Hans Erhorn and Johann Reiss 12.10.1 Concept
Geothermal heat can be used to generate electricity and heat; but the geology of Central Europe limits its application for heating purposes. In spite of its huge energy potential, this environmentally friendly technology is currently only rarely used. In comparison to solar energy that reaches the Earth (5.4 x 1015 MJ/a), the terrestrial heat flux through the Earth's crust is nearly 6000 times smaller (1012 MJ/a). This is, however, still three times greater than the total worldwide energy consumption.
How it is used
In Central Europe, geothermal heat can primarily be used in the following ways (depending on the respective geological situation and appearance):
• petrophysical systems (use of the heat embedded in rocks - for example, magna or hot dry rock);
• geothermal systems with a high enthalpy of > 600 J/kg (high pressure water lenses, steam systems);
• hydro-geothermal systems with a low enthalpy of < 600 J/kg (aquifer or thermal springs);
• surface-near geothermal systems with temperatures below 25°C (geothermal heat probes/ground loops, absorber piles, geothermal heat collectors, groundwater wells); and
• deep geothermal ground loops (below a depth of 400 m).

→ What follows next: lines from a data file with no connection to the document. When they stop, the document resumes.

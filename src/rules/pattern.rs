//! Compilation of user-supplied `[pattern, ...modifiers]` tuples.

use regex::Regex;

use crate::error::{NotifyOffensesError, Result};

/// A compiled user pattern together with its match-all flag.
#[derive(Debug)]
pub struct CompiledPattern {
    regex: Regex,
    global: bool,
}

impl CompiledPattern {
    /// Zero-based start offsets of the matches on `line`.
    ///
    /// A global pattern yields every non-overlapping match, each successive
    /// search resuming after the previous match's end. A non-global pattern
    /// yields at most the first match.
    #[must_use]
    pub fn match_starts(&self, line: &str) -> Vec<usize> {
        if self.global {
            self.regex.find_iter(line).map(|m| m.start()).collect()
        } else {
            self.regex.find(line).map(|m| m.start()).into_iter().collect()
        }
    }
}

/// Map modifier tokens to the (global, case-insensitive) flag pair.
///
/// `global`/`g` and `case-insensitive`/`i` are recognized; duplicates collapse
/// and unknown tokens are ignored. An empty token list enables both flags.
fn normalize_modifiers(modifiers: &[String]) -> (bool, bool) {
    if modifiers.is_empty() {
        return (true, true);
    }
    let global = modifiers.iter().any(|m| m == "global" || m == "g");
    let case_insensitive = modifiers
        .iter()
        .any(|m| m == "case-insensitive" || m == "i");
    (global, case_insensitive)
}

/// Backslash-escape every single and double quote in the raw pattern.
///
/// This guards against quoting artifacts from the configuration syntax the
/// rule was written in, not against the regex engine itself.
fn escape_quotes(raw: &str) -> String {
    raw.replace('\'', "\\'").replace('"', "\\\"")
}

/// Compile a user pattern tuple into a matcher.
///
/// # Errors
/// Returns `InvalidPattern` when the pattern is not a valid regex. Callers
/// report this per rule and continue the scan.
pub fn compile(raw: &str, modifiers: &[String]) -> Result<CompiledPattern> {
    let (global, case_insensitive) = normalize_modifiers(modifiers);
    let escaped = escape_quotes(raw);
    let source = if case_insensitive {
        format!("(?i){escaped}")
    } else {
        escaped
    };
    let regex = Regex::new(&source).map_err(|e| NotifyOffensesError::InvalidPattern {
        pattern: raw.to_string(),
        source: e,
    })?;
    Ok(CompiledPattern { regex, global })
}

#[cfg(test)]
#[path = "pattern_tests.rs"]
mod tests;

The different heat densities and temperature levels lead to the following applications:
• electrical power generation (petrophysical and geothermal systems with high entropy);
• direct use (hydro-geothermal systems with low enthalpy and near surface geothermal systems for preheating of air); and
• near-surface direct use enhanced by using a heat pump to extract additional heat before the water is returned (see Figure 12.10.1).
Source: H. Erhorn and J. Reiss, Fraunhofer Institut für Bauphysik, Stuttgart
Figure 12.10.1 Scheme of a heating distribution net using geothermal heat for a large community
There are also systems that simply store heat (surplus heat or cool air from solar or heat pump systems), such as aquifers or caverns.